Esta estética ominosa de lo cercano emana de la convivencia de lo vital y lo fantasmagórico, del afecto y la grieta, donde la Orquesta Deforme opera como laboratorio sonoro que no ilustra, sino que interroga. Se trata de una experiencia sensorial que se ubica en la fisura: la casa derrumbada y la fiesta con un muerto desarman expectativas de ligereza y habilitan nuevas formas de estar juntos. En “Intoxicado”, Lemole condensa su letrística pop en escenas que recuerdan simultáneamente a Bukowski y Julio Inverso: humedad en la pared, un especial de Navidad en la TV, un vaso de whiscola. La intoxicación se vuelve metáfora existencial no por su exceso, sino por su estado de precariedad. Es por ello que la estructura musical evita resoluciones, consolidando una apuesta por la incomodidad: el detalle de una risa, como la de los “premolares brillando”, aparece como salvación mínima. La canción revela que la intensidad se juega en lo pequeño, en los vínculos frágiles más que en gestos grandilocuentes. Se acentúa el desgarro, dejando silencios y huecos, y un mastering crudo (a cargo de Juan Stewart) que evidencian el cuidado y la cercanía puestos en su posproducción (Santiago Peralta).

El énfasis en lo mínimo no deja de lado cierta tensión con la intensidad colectiva que va desenvolviéndose paulatinamente en el álbum. En “Algún dios” la subjetividad se multiplica en un tejido de voces femeninas que desplazan el yo hacia lo plural. La pieza evita resoluciones fáciles y sostiene una letanía suspendida –“tenés todo y nada, tenemos todo y nada”– que construye un clima ritual sobre la suavidad instrumental y los silencios, que encarnan una suerte de irradiación amorosa. En contraste, “Escenarios sin sentido” se centra en la clausura subjetiva –una voz desnuda, el ritmo circular y opresivo– donde la austeridad subraya la impresión de encierro. Juntas, tales piezas condensan otra de las oscilaciones centrales del disco: apertura y repliegue, comunión y aislamiento.

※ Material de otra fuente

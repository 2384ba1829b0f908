//! Core game logic module - pure, deterministic, and testable
//!
//! This crate contains the gameplay core of a falling-block puzzle: grid
//! occupancy, piece movement and rotation with wall kicks, gravity and lock
//! delay, line clearing, and the landing shadow. It has **no dependencies**
//! on rendering, input devices or I/O:
//!
//! - **Deterministic**: a seeded piece source and integer timers make every run reproducible
//! - **Frame driven**: the caller supplies commands and elapsed time through one entry point
//! - **Fail fast**: configuration is validated once, at session construction
//!
//! # Module Structure
//!
//! - [`grid`]: bounded cell occupancy, commit/uncommit, cascading line clear
//! - [`rotation`]: quarter-turn transforms and wall-kick table lookup
//! - [`piece`]: the active piece and its Falling/Locking/Locked state machine
//! - [`shadow`]: hard-drop landing projection
//! - [`rng`]: seedable piece sources (uniform, 7-bag, scripted)
//! - [`session`]: the per-frame loop tying everything together
//! - [`config`]: static configuration and startup validation
//! - [`snapshot`]: renderer-facing frame export
//!
//! # Example
//!
//! ```
//! use blockfall_core::{GameConfig, GameSession, UniformSource};
//! use blockfall_types::{GameCommand, TICK_MS};
//!
//! let mut session = GameSession::new(&GameConfig::default(), UniformSource::new(12345)).unwrap();
//! session.start().unwrap();
//!
//! session.step(&[GameCommand::MoveRight, GameCommand::RotateCw], TICK_MS);
//! let report = session.step(&[GameCommand::HardDrop], TICK_MS);
//!
//! assert!(report.locked.is_some());
//! assert_eq!(session.pieces_locked(), 1);
//! ```
//!
//! # Timing
//!
//! Timers are integer milliseconds:
//! - **Gravity**: one row every `step_interval_ms` (1000ms by default)
//! - **Lock Delay**: a piece that cannot descend locks at the next gravity step once
//!   `lock_delay_ms` (500ms by default) have passed since its last downward move
//!
//! Call [`GameSession::step`](session::GameSession::step) every frame with the elapsed time.

pub mod config;
pub mod grid;
pub mod piece;
pub mod rng;
pub mod rotation;
pub mod session;
pub mod shadow;
pub mod snapshot;

pub use blockfall_types as types;

// Re-export commonly used types for convenience
pub use config::{ConfigError, GameConfig, PivotMode, ShapeConfig};
pub use grid::{Bounds, Grid};
pub use piece::{ActivePiece, LockEvent, PiecePhase, SpawnBlocked};
pub use rng::{BagSource, PieceSource, ScriptedSource, SimpleRng, UniformSource};
pub use rotation::RotationSystem;
pub use session::{CommandSet, FrameReport, GameSession};
pub use shadow::ShadowPiece;
pub use snapshot::{ActiveSnapshot, GameSnapshot, TaggedCell};
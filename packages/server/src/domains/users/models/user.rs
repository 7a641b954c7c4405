use anyhow::Result;
use chrono::{DateTime, Utc};
use sqlx::{PgExecutor, PgPool};

use crate::common::entity_ids::UserId;
use crate::kernel::ShardRouter;

/// User model - placeholder identity rows.
///
/// A user exists as soon as anything references them: their first post, or
/// the first time somebody follows them. There is no profile data; identity
/// arrives validated from the edge.
#[derive(sqlx::FromRow, Debug, Clone)]
pub struct User {
    pub id: UserId,
    pub created_at: DateTime<Utc>,
}

impl User {
    /// Insert the user row if it does not exist. Idempotent on the primary
    /// key; safe to call from every write path that touches the user.
    /// Accepts a pool or an open transaction.
    pub async fn upsert_if_absent<'e>(id: UserId, executor: impl PgExecutor<'e>) -> Result<()> {
        sqlx::query("INSERT INTO users (id) VALUES ($1) ON CONFLICT (id) DO NOTHING")
            .bind(id)
            .execute(executor)
            .await?;

        Ok(())
    }

    pub async fn exists(id: UserId, pool: &PgPool) -> Result<bool> {
        let found = sqlx::query_scalar::<_, bool>("SELECT EXISTS(SELECT 1 FROM users WHERE id = $1)")
            .bind(id)
            .fetch_one(pool)
            .await?;

        Ok(found)
    }

    /// Count all users across every shard.
    pub async fn count(db: &ShardRouter) -> Result<i64> {
        let mut total = 0;
        for pool in db.all() {
            total += sqlx::query_scalar::<_, i64>("SELECT COUNT(*) FROM users")
                .fetch_one(pool)
                .await?;
        }

        Ok(total)
    }
}
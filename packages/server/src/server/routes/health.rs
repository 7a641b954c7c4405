//! Liveness endpoint.

use axum::extract::Extension;
use axum::http::StatusCode;
use axum::Json;
use serde::Serialize;

use crate::server::app::AppState;

#[derive(Serialize)]
pub struct HealthResponse {
    status: String,
    database: ComponentHealth,
    cache: ComponentHealth,
}

#[derive(Serialize)]
pub struct ComponentHealth {
    status: String,
    #[serde(skip_serializing_if = "Option::is_none")]
    error: Option<String>,
}

impl ComponentHealth {
    fn ok() -> Self {
        Self {
            status: "ok".to_string(),
            error: None,
        }
    }

    fn error(message: String) -> Self {
        Self {
            status: "error".to_string(),
            error: Some(message),
        }
    }
}

/// GET /actuator/health
///
/// Checks database and cache connectivity with a short deadline. 200 when
/// both respond, 503 otherwise.
pub async fn health_handler(
    Extension(state): Extension<AppState>,
) -> (StatusCode, Json<HealthResponse>) {
    let database = match tokio::time::timeout(
        std::time::Duration::from_secs(5),
        sqlx::query("SELECT 1").execute(state.kernel.db.primary()),
    )
    .await
    {
        Ok(Ok(_)) => ComponentHealth::ok(),
        Ok(Err(e)) => ComponentHealth::error(format!("Query failed: {e}")),
        Err(_) => ComponentHealth::error("Query timeout (>5s)".to_string()),
    };

    let cache = match tokio::time::timeout(
        std::time::Duration::from_secs(5),
        state.kernel.cache.ping(),
    )
    .await
    {
        Ok(Ok(())) => ComponentHealth::ok(),
        Ok(Err(e)) => ComponentHealth::error(format!("Ping failed: {e}")),
        Err(_) => ComponentHealth::error("Ping timeout (>5s)".to_string()),
    };

    let healthy = database.status == "ok" && cache.status == "ok";
    let status_code = if healthy {
        StatusCode::OK
    } else {
        StatusCode::SERVICE_UNAVAILABLE
    };

    (
        status_code,
        Json(HealthResponse {
            status: if healthy { "healthy" } else { "unhealthy" }.to_string(),
            database,
            cache,
        }),
    )
}
pub mod follow_user;
pub mod queries;

pub use follow_user::{follow, unfollow, FollowError};
pub use queries::{list_followers, list_following};
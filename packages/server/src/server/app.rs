//! Application setup: router assembly and shared state.

use std::sync::Arc;
use std::time::Duration;

use axum::extract::Extension;
use axum::http::header::CONTENT_TYPE;
use axum::http::Method;
use axum::middleware;
use axum::routing::{get, post};
use axum::Router;
use tower_http::cors::CorsLayer;
use tower_http::timeout::TimeoutLayer;
use tower_http::trace::TraceLayer;

use crate::kernel::ServerKernel;
use crate::server::middleware::{caller_identity_middleware, request_id_middleware};
use crate::server::routes::{
    create_post_handler, follow_handler, followers_handler, following_handler, health_handler,
    list_user_posts_handler, reset_handler, stats_handler, timeline_handler, unfollow_handler,
};

/// Shared application state.
#[derive(Clone)]
pub struct AppState {
    pub kernel: Arc<ServerKernel>,
}

/// Build the Axum application router.
///
/// Background tasks (dispatcher, consumer, scheduler) are spawned by the
/// binary, not here; the router is self-contained so tests can drive it
/// directly.
pub fn build_app(kernel: Arc<ServerKernel>) -> Router {
    let state = AppState { kernel };

    let cors = CorsLayer::new()
        .allow_origin(tower_http::cors::Any)
        .allow_methods([Method::GET, Method::POST, Method::DELETE])
        .allow_headers([CONTENT_TYPE]);

    Router::new()
        .route("/api/v1/posts", post(create_post_handler))
        .route("/api/v1/users/:id/posts", get(list_user_posts_handler))
        .route(
            "/api/v1/users/:id/follow/:target",
            post(follow_handler).delete(unfollow_handler),
        )
        .route("/api/v1/users/:id/following", get(following_handler))
        .route("/api/v1/users/:id/followers", get(followers_handler))
        .route("/api/v1/users/:id/timeline", get(timeline_handler))
        .route("/actuator/health", get(health_handler))
        .route("/api/v1/demo/stats", get(stats_handler))
        .route("/api/v1/demo/reset", post(reset_handler))
        // Layers run outermost-last: request-id first, then identity, both
        // seeing the shared state below them.
        .layer(middleware::from_fn(caller_identity_middleware))
        .layer(middleware::from_fn(request_id_middleware))
        .layer(Extension(state))
        .layer(cors)
        .layer(TimeoutLayer::new(Duration::from_secs(30)))
        .layer(TraceLayer::new_for_http())
}
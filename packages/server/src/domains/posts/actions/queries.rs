//! Read-side queries over an author's post history.

use anyhow::Result;

use crate::common::entity_ids::{PostId, UserId};
use crate::common::pagination::{decode_id_cursor, trim_results};
use crate::domains::posts::models::Post;
use crate::kernel::ServerKernel;

/// One page of an author's posts, id descending.
///
/// The cursor is an id cursor (base64 of the post id); invalid cursors fall
/// back to the first page.
pub async fn list_user_posts(
    author: UserId,
    cursor: Option<&str>,
    limit: i64,
    kernel: &ServerKernel,
) -> Result<(Vec<Post>, bool)> {
    let cursor: Option<PostId> = decode_id_cursor(cursor);
    let pool = kernel.db.pool_for(author);

    let posts = Post::find_by_author(author, cursor, limit + 1, pool).await?;
    Ok(trim_results(posts, limit as usize))
}
//! Typed time-ordered identifiers.
//!
//! `Id<T>` wraps a UUIDv7 so that different entity ids are incompatible at
//! compile time (a `PostId` cannot be passed where a `UserId` is expected).
//! V7 ids embed a 48-bit millisecond epoch prefix, so lexicographic byte
//! order — and therefore string order of the canonical hyphenated form — is
//! chronological order. That property is load-bearing: timeline scores,
//! keyset pagination, and cursor decoding all derive from the id alone.

use serde::{Deserialize, Deserializer, Serialize, Serializer};
use std::cmp::Ordering;
use std::fmt::{self, Debug, Display};
use std::hash::{Hash, Hasher};
use std::marker::PhantomData;
use std::str::FromStr;
use thiserror::Error;
use uuid::{ContextV7, Timestamp, Uuid};

/// Errors from parsing an id out of external input.
#[derive(Error, Debug, Clone, PartialEq, Eq)]
pub enum ParseIdError {
    #[error("id must not be empty")]
    Empty,

    #[error("id is not a valid UUID")]
    InvalidFormat,
}

/// A typed wrapper around a time-ordered `Uuid`.
///
/// The type parameter `T` is the entity marker; see `entity_ids`.
#[repr(transparent)]
pub struct Id<T>(Uuid, PhantomData<fn() -> T>);

impl<T> Id<T> {
    /// Creates an `Id` from a raw `Uuid` (database loads, deserialization).
    #[inline]
    pub fn from_uuid(uuid: Uuid) -> Self {
        Self(uuid, PhantomData)
    }

    /// Returns the inner `Uuid`.
    #[inline]
    pub fn into_uuid(self) -> Uuid {
        self.0
    }

    /// Returns a reference to the inner `Uuid`.
    #[inline]
    pub fn as_uuid(&self) -> &Uuid {
        &self.0
    }

    /// Parses an `Id` from its canonical hyphenated string form.
    pub fn parse(s: &str) -> Result<Self, ParseIdError> {
        let trimmed = s.trim();
        if trimmed.is_empty() {
            return Err(ParseIdError::Empty);
        }
        Uuid::parse_str(trimmed)
            .map(Self::from_uuid)
            .map_err(|_| ParseIdError::InvalidFormat)
    }

    /// The millisecond epoch embedded in the id's high 48 bits.
    ///
    /// This is the canonical chronological key for everything downstream:
    /// cache scores, cursor bounds, merge order. Ids minted by something
    /// other than [`IdGenerator`] (v4 test fixtures, say) carry no
    /// timestamp and sort as oldest.
    pub fn timestamp_ms(&self) -> i64 {
        match self.0.get_timestamp() {
            Some(ts) => {
                let (secs, nanos) = ts.to_unix();
                (secs as i64) * 1000 + i64::from(nanos) / 1_000_000
            }
            None => 0,
        }
    }
}

/// Mints v7 ids that are strictly distinct and monotonically non-decreasing
/// across concurrent callers in one process.
///
/// `ContextV7` fills the sub-millisecond bits from a counter, so two ids
/// minted in the same millisecond still compare distinctly and in mint
/// order.
pub struct IdGenerator {
    context: ContextV7,
}

impl IdGenerator {
    pub fn new() -> Self {
        Self {
            context: ContextV7::new(),
        }
    }

    pub fn generate<T>(&self) -> Id<T> {
        Id::from_uuid(Uuid::new_v7(Timestamp::now(&self.context)))
    }
}

impl Default for IdGenerator {
    fn default() -> Self {
        Self::new()
    }
}

// ============================================================================
// Standard trait implementations
// ============================================================================

impl<T> Clone for Id<T> {
    #[inline]
    fn clone(&self) -> Self {
        *self
    }
}

impl<T> Copy for Id<T> {}

impl<T> Debug for Id<T> {
    fn fmt(&self, f: &mut fmt::Formatter<'_>) -> fmt::Result {
        f.debug_tuple(&format!("Id<{}>", std::any::type_name::<T>()))
            .field(&self.0)
            .finish()
    }
}

impl<T> Display for Id<T> {
    fn fmt(&self, f: &mut fmt::Formatter<'_>) -> fmt::Result {
        Display::fmt(&self.0, f)
    }
}

impl<T> PartialEq for Id<T> {
    #[inline]
    fn eq(&self, other: &Self) -> bool {
        self.0 == other.0
    }
}

impl<T> Eq for Id<T> {}

impl<T> PartialOrd for Id<T> {
    #[inline]
    fn partial_cmp(&self, other: &Self) -> Option<Ordering> {
        Some(self.cmp(other))
    }
}

impl<T> Ord for Id<T> {
    #[inline]
    fn cmp(&self, other: &Self) -> Ordering {
        self.0.cmp(&other.0)
    }
}

impl<T> Hash for Id<T> {
    #[inline]
    fn hash<H: Hasher>(&self, state: &mut H) {
        self.0.hash(state);
    }
}

impl<T> AsRef<Uuid> for Id<T> {
    #[inline]
    fn as_ref(&self) -> &Uuid {
        &self.0
    }
}

impl<T> From<Uuid> for Id<T> {
    #[inline]
    fn from(uuid: Uuid) -> Self {
        Self::from_uuid(uuid)
    }
}

impl<T> From<Id<T>> for Uuid {
    #[inline]
    fn from(id: Id<T>) -> Self {
        id.0
    }
}

impl<T> FromStr for Id<T> {
    type Err = ParseIdError;

    #[inline]
    fn from_str(s: &str) -> Result<Self, Self::Err> {
        Self::parse(s)
    }
}

// ============================================================================
// Serde support
// ============================================================================

impl<T> Serialize for Id<T> {
    fn serialize<S: Serializer>(&self, serializer: S) -> Result<S::Ok, S::Error> {
        self.0.serialize(serializer)
    }
}

impl<'de, T> Deserialize<'de> for Id<T> {
    fn deserialize<D: Deserializer<'de>>(deserializer: D) -> Result<Self, D::Error> {
        Uuid::deserialize(deserializer).map(Self::from_uuid)
    }
}

// ============================================================================
// sqlx support
// ============================================================================

use sqlx::encode::IsNull;
use sqlx::error::BoxDynError;
use sqlx::postgres::{PgArgumentBuffer, PgHasArrayType, PgTypeInfo, PgValueRef, Postgres};
use sqlx::{Decode, Encode, Type};

impl<T> Type<Postgres> for Id<T> {
    fn type_info() -> PgTypeInfo {
        <Uuid as Type<Postgres>>::type_info()
    }

    fn compatible(ty: &PgTypeInfo) -> bool {
        <Uuid as Type<Postgres>>::compatible(ty)
    }
}

impl<T> PgHasArrayType for Id<T> {
    fn array_type_info() -> PgTypeInfo {
        <Uuid as PgHasArrayType>::array_type_info()
    }
}

impl<T> Encode<'_, Postgres> for Id<T> {
    fn encode_by_ref(&self, buf: &mut PgArgumentBuffer) -> Result<IsNull, BoxDynError> {
        <Uuid as Encode<Postgres>>::encode_by_ref(&self.0, buf)
    }
}

impl<T> Decode<'_, Postgres> for Id<T> {
    fn decode(value: PgValueRef<'_>) -> Result<Self, BoxDynError> {
        <Uuid as Decode<Postgres>>::decode(value).map(Self::from_uuid)
    }
}

// ============================================================================
// Tests
// ============================================================================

“Las flores” radicaliza la apuesta. Las flores brillan como neones en la oscuridad del mar, imagen de la convivencia entre lo natural y lo artificial. La letra, breve y con vocación de loop, funciona cual mantra que genera un estado perceptivo más que un relato. La música suspende contornos, evita clímax y apuesta a un flujo circular que intensifica la escucha. Lo efímero deviene persistencia. La producción equilibra intimidad y expansión, haciendo de la yuxtaposición de elementos dispares –como las imágenes de Saturno y de un 1° de enero– un signo de apertura a múltiples sentidos. En la recta final, “Invencibles” y “Orquesta Deforme” forman un díptico entre lo cotidiano y lo cósmico. La primera se sostiene en un medio tiempo desde donde enumerar fragilidades –las terapias, las pastillas, los lunes– y transformar la precariedad en un acto de afirmación.

La invencibilidad no niega la caída, se proclama desde ella. La fuerza política reside en conjurar la potencia en el canto compartido. Quizá eso es lo que permite al tema “Orquesta Deforme” sumergirse, con soltura, en un paisaje mítico de mar, huesos, olas, cielo y trueno, con una música que se expande en capas que producen ascenso. La voz se vuelve plegaria coral. La letra oscila entre la valentía y la locura –“fuimos valientes de mente, dementes también”–, aceptando la contradicción como identidad. El estribillo “cielo mediante” no promete trascendencia, sino esa apertura “sin fin” que devuelve al oyente al carácter procesual del álbum.

Ni la fiesta siniestra ni la casa en ruinas desaparecen nunca: se integran a un punto de convergencia donde la música no ofrece un búnker ante el apocalipsis, sino una invitación a habitar la incertidumbre. El disco termina como empezó, mostrando que su empuje radica en la ausencia de respuestas y en asumir la paradoja como fuente de sentido. Deforme define su decir en esa grieta, en la deformidad que no es un defecto, sino una fuerza que, si bien hace que el presente carezca de continuidad estable, también hace de lo vulnerable algo cercano a la gracia o a la delicadeza. Lemole propone una luminosidad melódica que no renuncia a la densidad poética, y es allí donde radica su rasgo más definitorio.

Deforme, de Jhona Lemole y la Orquesta Deforme, 2023. En plataformas. Little Butterfly Records, 2025. En vinilo.